PreTrain GPT-2 from scratch for German on novel GC4 dataset
To the best of our knowledge, there is no GPT-J model trained on a german corpus.
2. Language
The model will be trained in German.
3. Model
GPT-J
4. Datasets
The German colossal, cleaned Common Crawl corpus. GC4 Corpus — German NLP Group documentation
Another potential source of data is that which was used by the Digitale Bibliothek/Münchener Digitalisierungszentrum to pretrain their German GPT-2 variant
5. Training scripts
6. Challenges
Ridiculous amount of data renders both training and preprocessing challenging.

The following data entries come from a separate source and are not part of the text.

//! End-to-end tests for the customers service.
//!
//! These tests require the customers server running
//! (cargo run -p souk-customers).
//!
//! Run with: cargo test -p souk-integration-tests -- --ignored

use reqwest::{Client, StatusCode};
use serde_json::{Value, json};

use souk_integration_tests::customers_base_url;

/// Unique username per test run so reruns do not collide on the unique index.
fn unique_username(prefix: &str) -> String {
    let nanos = std::time::SystemTime::now()
        .duration_since(std::time::UNIX_EPOCH)
        .expect("clock before epoch")
        .subsec_nanos();
    format!("{prefix}_{nanos}")
}

async fn register_customer(client: &Client, username: &str) -> Value {
    let resp = client
        .post(format!("{}/api/customers", customers_base_url()))
        .json(&json!({
            "full_name": "Test Customer",
            "username": username,
            "password": "correct horse battery",
            "age": 30,
            "address": "1 Main St",
            "gender": "female",
            "marital_status": "single",
        }))
        .send()
        .await
        .expect("Failed to register customer");

    assert_eq!(resp.status(), StatusCode::CREATED);
    resp.json().await.expect("Failed to read response")
}

#[tokio::test]
#[ignore = "Requires running customers server"]
async fn test_register_then_fetch_by_username() {
    let client = Client::new();
    let username = unique_username("lifecycle");

    let created = register_customer(&client, &username).await;
    assert_eq!(created["username"], username.as_str());
    assert_eq!(created["wallet_balance"], json!("0.00"));

    let resp = client
        .get(format!("{}/api/customers/{username}", customers_base_url()))
        .send()
        .await
        .expect("Failed to fetch customer");

    assert_eq!(resp.status(), StatusCode::OK);
    let body: Value = resp.json().await.expect("Failed to read response");
    assert_eq!(body["full_name"], "Test Customer");
    assert_eq!(body["age"], 30);
}

#[tokio::test]
#[ignore = "Requires running customers server"]
async fn test_duplicate_registration_conflicts() {
    let client = Client::new();
    let username = unique_username("dup");

    register_customer(&client, &username).await;

    let resp = client
        .post(format!("{}/api/customers", customers_base_url()))
        .json(&json!({
            "full_name": "Imposter",
            "username": username,
            "password": "another password",
            "age": 40,
            "address": "2 Side St",
            "gender": "male",
            "marital_status": "married",
        }))
        .send()
        .await
        .expect("Failed to send duplicate registration");

    assert_eq!(resp.status(), StatusCode::CONFLICT);
}

#[tokio::test]
#[ignore = "Requires running customers server"]
async fn test_wallet_charge_and_deduct() {
    let client = Client::new();
    let username = unique_username("wallet");
    register_customer(&client, &username).await;

    let resp = client
        .post(format!(
            "{}/api/customers/{username}/wallet/charge",
            customers_base_url()
        ))
        .json(&json!({ "amount": "100.00" }))
        .send()
        .await
        .expect("Failed to charge wallet");
    assert_eq!(resp.status(), StatusCode::OK);
    let body: Value = resp.json().await.expect("Failed to read response");
    assert_eq!(body["wallet_balance"], json!("100.00"));

    let resp = client
        .post(format!(
            "{}/api/customers/{username}/wallet/deduct",
            customers_base_url()
        ))
        .json(&json!({ "amount": "25.50" }))
        .send()
        .await
        .expect("Failed to deduct wallet");
    assert_eq!(resp.status(), StatusCode::OK);
    let body: Value = resp.json().await.expect("Failed to read response");
    assert_eq!(body["wallet_balance"], json!("74.50"));
}

#[tokio::test]
#[ignore = "Requires running customers server"]
async fn test_delete_then_404() {
    let client = Client::new();
    let username = unique_username("gone");
    register_customer(&client, &username).await;

    let resp = client
        .delete(format!(
            "{}/api/customers/{username}",
            customers_base_url()
        ))
        .send()
        .await
        .expect("Failed to delete customer");
    assert_eq!(resp.status(), StatusCode::NO_CONTENT);

    let resp = client
        .delete(format!(
            "{}/api/customers/{username}",
            customers_base_url()
        ))
        .send()
        .await
        .expect("Failed to re-delete customer");
    assert_eq!(resp.status(), StatusCode::NOT_FOUND);
}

7. Desired project outcome
A competitive German language model, and a demo based on the HF SvelteKit inference demos
8. Team members
Christopher Akiki (myself) and Alina Mailach (@mailach)
This sounds like a more or less finished team already - cool Let’s note it down on Monday
I like the idea and think it’d be cool to make this project happen!
GPT-J and GPT2 are very similar, so it might be easiest to just use the FlaxGPT2 implementation actually If you think you require model parallelism however, the official GPT-J repo could be the way to go
Hi @stefan-it ! That would be fantastic! You’re also more than welcome to join our efforts if you don’t already have a project to work on.
We could potentially mix both training sets for better diversity. The Common Crawl does sometimes tend to be noisy, and GC4 includes a quality field of sorts, if i’m not mistaken.
Added everybody in the official sheet here, I also added you @stefan-it, not sure if you’ve decided to join the effort but feel free to leave a comment in the Google sheet and I can remove you if necessary.